CD 5 zeigt Peter Brötzmann im Trio mit Eric Revis (b) und Nasheet Waits (dm) und das DKV Trio mit den Gästen Mats Gustafsson (reeds), Massimo Pupillo (e-b) und Paal Nilssen-Love (dm). Dazu fanden sich darauf Tracks von Full Blast mit Brötzmann, Marino Pliakas (e-b) und Michael Wertmüller (dm) und solche von Caspar Brötzmanns Massaker.
"Mental Shake" (Otokorku, 2014) war eine Quartettaufnahme mit Jason Adasiewicz (vibes), Steve Noble (b) und John Edwards (dm). Im Big Bad Brötzmann Quintet tat sich Brötzmann mit Oliver Schwerdt (p, perc, little instr), John Eckhardt und John Edwards (b) sowie mit Christian Lillinger (dm, perc) zusammen, um mit "Karacho!" (Euphorium, 2019) ein Album einzuspielen.
Nur mit Schwerdt und Lillinger bzw. als Big Bad Brötzmann Trio entstand die Mini-CD "Biturbo!, Capt'n" (Euphorium, 2019). Mit Tony Malaby (ts) traf Brötzmann auf "La Vigillia de las Flores" (Matik-Matik und Festina Lente, 2022) auf die kolumbianische Gruppe Los Toscos.
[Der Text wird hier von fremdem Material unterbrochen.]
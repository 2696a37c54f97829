//! Report construction.
//!
//! Bad-free messages classify what was actually passed to the deallocator
//! — a local's address, a parameter, a global, a function, a literal
//! integer — and compose a targeted sentence; values that fit no class get
//! the generic message. Double free and use-after-free reuse their
//! category descriptions.

use std::fmt::Write as _;

use ebb_diagnostic::BugReport;
use ebb_exec::{CheckerContext, ProgramState};
use ebb_sym::{Loc, MemSpace, Name, NodeId, Region, RegionId, RegionTable, SVal, StringInterner};

use crate::checker::AllocChecker;

impl AllocChecker {
    /// Emit a bad-free finding and prune the path: past this point the
    /// allocator model is corrupted and nothing downstream is sound.
    pub(crate) fn report_bad_free(
        &self,
        arg_val: &SVal,
        state: &ProgramState,
        ctx: &mut CheckerContext<'_>,
    ) {
        let span = ctx.point().span;
        if let Some(node) = ctx.generate_sink(state.clone()) {
            let message = describe_freed_value(arg_val, ctx.regions(), ctx.interner());
            tracing::debug!(%message, "bad free");
            ctx.report(
                BugReport::with_message(&self.categories.bad_free, message, node).with_span(span),
            );
        }
    }

    /// Emit a double-free finding and prune the path.
    pub(crate) fn report_double_free(&self, state: &ProgramState, ctx: &mut CheckerContext<'_>) {
        if let Some(node) = ctx.generate_sink(state.clone()) {
            tracing::debug!("double free");
            ctx.report(BugReport::new(&self.categories.double_free, node));
        }
    }

    /// Emit a use-after-free finding anchored at an already-committed node.
    pub(crate) fn report_use_after_free(&self, node: NodeId, ctx: &mut CheckerContext<'_>) {
        tracing::debug!("use after free");
        ctx.report(BugReport::new(&self.categories.use_after_free, node));
    }
}

/// Build the human-readable description of a freed value.
fn describe_freed_value(val: &SVal, regions: &RegionTable, interner: &StringInterner) -> String {
    let mut msg = String::new();

    if let Some(region) = val.as_region() {
        // Describe the pointed-at object, not an element of it.
        let mut target = region;
        while let Region::Element { base } = regions.region(target) {
            target = *base;
        }

        if matches!(regions.region(target), Region::Alloca) {
            return "Argument to free() was allocated by alloca(), not malloc()".to_owned();
        }

        msg.push_str("Argument to free() is ");
        if summarize_region(&mut msg, target, regions, interner) {
            msg.push_str(", which is not memory allocated by malloc()");
        } else {
            msg.push_str("not memory allocated by malloc()");
        }
    } else {
        msg.push_str("Argument to free() is ");
        if summarize_value(&mut msg, val, interner) {
            msg.push_str(", which is not memory allocated by malloc()");
        } else {
            msg.push_str("not memory allocated by malloc()");
        }
    }

    msg
}

/// Describe a non-region value. Returns `false` when it fits no class.
fn summarize_value(msg: &mut String, val: &SVal, interner: &StringInterner) -> bool {
    match val {
        SVal::Int(n) => {
            let _ = write!(msg, "an integer ({n})");
            true
        }
        SVal::Loc(Loc::ConcreteAddr(addr)) => {
            let _ = write!(msg, "a constant address ({addr:#x})");
            true
        }
        SVal::Loc(Loc::Label(label)) => {
            let _ = write!(msg, "the address of the label '{}'", name_str(interner, *label));
            true
        }
        _ => false,
    }
}

/// Describe a region by its kind and storage. Returns `false` when it fits
/// no class.
fn summarize_region(
    msg: &mut String,
    region: RegionId,
    regions: &RegionTable,
    interner: &StringInterner,
) -> bool {
    match regions.region(region) {
        Region::FunctionText { name: Some(name) } => {
            let _ = write!(msg, "the address of the function '{}'", name_str(interner, *name));
            true
        }
        Region::FunctionText { name: None } => {
            msg.push_str("the address of a function");
            true
        }
        Region::BlockText => {
            msg.push_str("block text");
            true
        }
        Region::BlockData => {
            msg.push_str("a block");
            true
        }
        _ => {
            let var_name = match regions.region(region) {
                Region::Var { name, .. } => Some(*name),
                _ => None,
            };
            match regions.memory_space(region) {
                MemSpace::StackLocals => {
                    match var_name {
                        Some(name) => {
                            let _ = write!(
                                msg,
                                "the address of the local variable '{}'",
                                name_str(interner, name)
                            );
                        }
                        None => msg.push_str("the address of a local stack variable"),
                    }
                    true
                }
                MemSpace::StackArguments => {
                    match var_name {
                        Some(name) => {
                            let _ = write!(
                                msg,
                                "the address of the parameter '{}'",
                                name_str(interner, name)
                            );
                        }
                        None => msg.push_str("the address of a parameter"),
                    }
                    true
                }
                MemSpace::GlobalStatic => {
                    match var_name {
                        Some(name) => {
                            let _ = write!(
                                msg,
                                "the address of the static variable '{}'",
                                name_str(interner, name)
                            );
                        }
                        None => msg.push_str("the address of a global variable"),
                    }
                    true
                }
                MemSpace::GlobalNonStatic => {
                    match var_name {
                        Some(name) => {
                            let _ = write!(
                                msg,
                                "the address of the global variable '{}'",
                                name_str(interner, name)
                            );
                        }
                        None => msg.push_str("the address of a global variable"),
                    }
                    true
                }
                _ => false,
            }
        }
    }
}

fn name_str(interner: &StringInterner, name: Name) -> &'static str {
    interner.resolve(name).unwrap_or("<unknown>")
}
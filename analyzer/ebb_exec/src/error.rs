//! Internal contract violations.

use ebb_sym::Symbol;
use thiserror::Error;

/// A broken invariant inside the analysis, as opposed to a defect in the
/// analyzed program.
///
/// These are implementation bugs: the path that produced one must be
/// aborted, never continued with an inconsistent state, and the value must
/// never be rendered as an analysis diagnostic.
#[derive(Debug, Clone, PartialEq, Eq, Error)]
pub enum PathError {
    /// A lifecycle entry was inserted for a symbol that is already tracked.
    #[error("symbol {0:?} is already tracked on this path")]
    SymbolAlreadyTracked(Symbol),

    /// A lifecycle entry was updated or removed for a symbol that was never
    /// entered.
    #[error("symbol {0:?} has no lifecycle entry on this path")]
    SymbolNotTracked(Symbol),
}
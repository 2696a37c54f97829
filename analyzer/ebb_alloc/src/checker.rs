//! The checker instance and its event wiring.

use ebb_diagnostic::{BugCategory, BugKind};
use ebb_exec::{
    AccessKind, Checker, CheckerContext, Condition, PathError, ProgramState, Subscriptions,
    SymbolReaper,
};
use ebb_sym::{CallExpr, ExprId, Name, RegionTable, SVal, StringInterner};

use crate::classify::{classify, CallAction};
use crate::state::{alloc_map, RefState};

/// Interned tokens for the reserved allocator names and the ownership
/// attributes' allocation module tag.
///
/// Built once at checker construction and read-only afterwards; interning
/// is idempotent, so rebuilding one would be harmless but never happens.
pub(crate) struct ReservedNames {
    pub(crate) malloc: Name,
    pub(crate) free: Name,
    pub(crate) realloc: Name,
    pub(crate) calloc: Name,
    pub(crate) ownership_module: Name,
}

impl ReservedNames {
    fn new(interner: &StringInterner) -> Self {
        ReservedNames {
            malloc: interner.intern("malloc"),
            free: interner.intern("free"),
            realloc: interner.intern("realloc"),
            calloc: interner.intern("calloc"),
            ownership_module: interner.intern("malloc"),
        }
    }
}

/// The bug categories this checker reports, one per kind per instance.
pub(crate) struct Categories {
    pub(crate) double_free: BugCategory,
    pub(crate) leak: BugCategory,
    pub(crate) use_after_free: BugCategory,
    pub(crate) bad_free: BugCategory,
}

impl Categories {
    fn new() -> Self {
        Categories {
            double_free: BugCategory::new(
                BugKind::DoubleFree,
                "Double free",
                "Try to free a memory block that has been released",
            ),
            leak: BugCategory::new(
                BugKind::Leak,
                "Memory leak",
                "Allocated memory never released. Potential memory leak.",
            ),
            use_after_free: BugCategory::new(
                BugKind::UseAfterFree,
                "Use after free",
                "Use dynamically allocated memory after it is freed.",
            ),
            bad_free: BugCategory::new(
                BugKind::BadFree,
                "Bad free",
                "Argument to free() is not memory allocated by malloc()",
            ),
        }
    }
}

/// The allocation lifecycle checker.
///
/// Construction interns the reserved names and builds the bug categories;
/// the instance holds no per-path data and is immutable across the whole
/// exploration. All per-path data lives in the state's
/// [`AllocMap`](crate::AllocMap) slot.
pub struct AllocChecker {
    pub(crate) names: ReservedNames,
    pub(crate) categories: Categories,
}

impl AllocChecker {
    pub fn new(interner: &StringInterner) -> Self {
        AllocChecker {
            names: ReservedNames::new(interner),
            categories: Categories::new(),
        }
    }
}

impl Checker for AllocChecker {
    fn name(&self) -> &'static str {
        "malloc"
    }

    fn subscriptions(&self) -> Subscriptions {
        Subscriptions::EVAL_CALL
            | Subscriptions::BIND
            | Subscriptions::LOCATION
            | Subscriptions::DEAD_SYMBOLS
            | Subscriptions::END_PATH
            | Subscriptions::PRE_RETURN
            | Subscriptions::ASSUME
    }

    fn eval_call(&self, call: &CallExpr, ctx: &mut CheckerContext<'_>) -> Result<bool, PathError> {
        // Indirect calls resolve to no declaration and classify as nothing.
        let Some(decl_id) = call.decl else {
            return Ok(false);
        };
        let decl = ctx.fn_decl(decl_id).clone();
        let actions = classify(&decl, &self.names);
        if actions.is_empty() {
            return Ok(false);
        }

        // Every action models the call from the incoming state; several
        // matching attributes fork several successors.
        for action in actions {
            match action {
                CallAction::Malloc => self.malloc_mem(call, ctx)?,
                CallAction::Free => self.free_mem(call, ctx)?,
                CallAction::Realloc => self.realloc_mem(call, ctx)?,
                CallAction::Calloc => self.calloc_mem(call, ctx)?,
                CallAction::AttrAlloc { size_arg } => self.attr_alloc(call, size_arg, ctx)?,
                CallAction::AttrFree { arg, hold } => self.attr_free(call, arg, hold, ctx)?,
            }
        }
        Ok(true)
    }

    fn check_bind(
        &self,
        location: &SVal,
        value: &SVal,
        ctx: &mut CheckerContext<'_>,
    ) -> Result<(), PathError> {
        self.track_binding(location, value, ctx)
    }

    fn check_location(
        &self,
        location: &SVal,
        _access: AccessKind,
        ctx: &mut CheckerContext<'_>,
    ) -> Result<(), PathError> {
        // Flag every dereference of a released symbol, one report per
        // occurrence. The defect does not corrupt the allocator model, so
        // the path continues.
        let Some(symbol) = ctx.regions().loc_symbol_in_base(location) else {
            return Ok(());
        };
        let released = alloc_map(ctx.state())
            .get(symbol)
            .is_some_and(RefState::is_released);
        if released {
            let state = ctx.state().clone();
            if let Some(node) = ctx.generate_node(state) {
                self.report_use_after_free(node, ctx);
            }
        }
        Ok(())
    }

    fn check_dead_symbols(
        &self,
        reaper: &SymbolReaper,
        ctx: &mut CheckerContext<'_>,
    ) -> Result<(), PathError> {
        self.reap_dead_symbols(reaper, ctx)
    }

    fn check_end_path(&self, ctx: &mut CheckerContext<'_>) -> Result<(), PathError> {
        self.end_path_leaks(ctx)
    }

    fn check_pre_return(
        &self,
        ret: Option<ExprId>,
        ctx: &mut CheckerContext<'_>,
    ) -> Result<(), PathError> {
        self.return_escape(ret, ctx)
    }

    fn eval_assume(
        &self,
        state: ProgramState,
        _cond: &Condition,
        _assumption: bool,
        _regions: &RegionTable,
    ) -> Result<ProgramState, PathError> {
        // Re-scan tracked symbols after every committed constraint: an
        // allocation proven null is a failed allocation, never a leak and
        // never freeable.
        let map = alloc_map(&state);
        let mut next = map.clone();
        let mut changed = false;
        for (symbol, entry) in map.iter() {
            if entry.is_allocated() && state.is_provably_null(symbol) {
                next = next.transition(symbol, RefState::AllocationFailed)?;
                changed = true;
            }
        }
        if changed {
            Ok(state.set_slot(next))
        } else {
            Ok(state)
        }
    }
}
Peter Brötzmann starb am 22. Juni 2023 im Alter von 82 Jahren in Wuppertal.
Brötzmann war Mitglied von The Wild Mans Band und hinterliess auch Spuren auf Aufnahmen von Thomas Borgmann Trio, Charles Hayward, Zlatko Kaučič, Haazz & Company, Das Pferd, Phil Minton, Hugh Davies, B-Shops For The Poor, Ekkehard Jost, Sprawl, Fushitsusha, Edward Vesala, Jörg Fischer, Tom Raworth, Jonas Hellborg, Heiner Goebbels, Oxbow, Black Bombaim, Miklós Szilveszter, Bodaboda Duo, Konstrukt und anderen.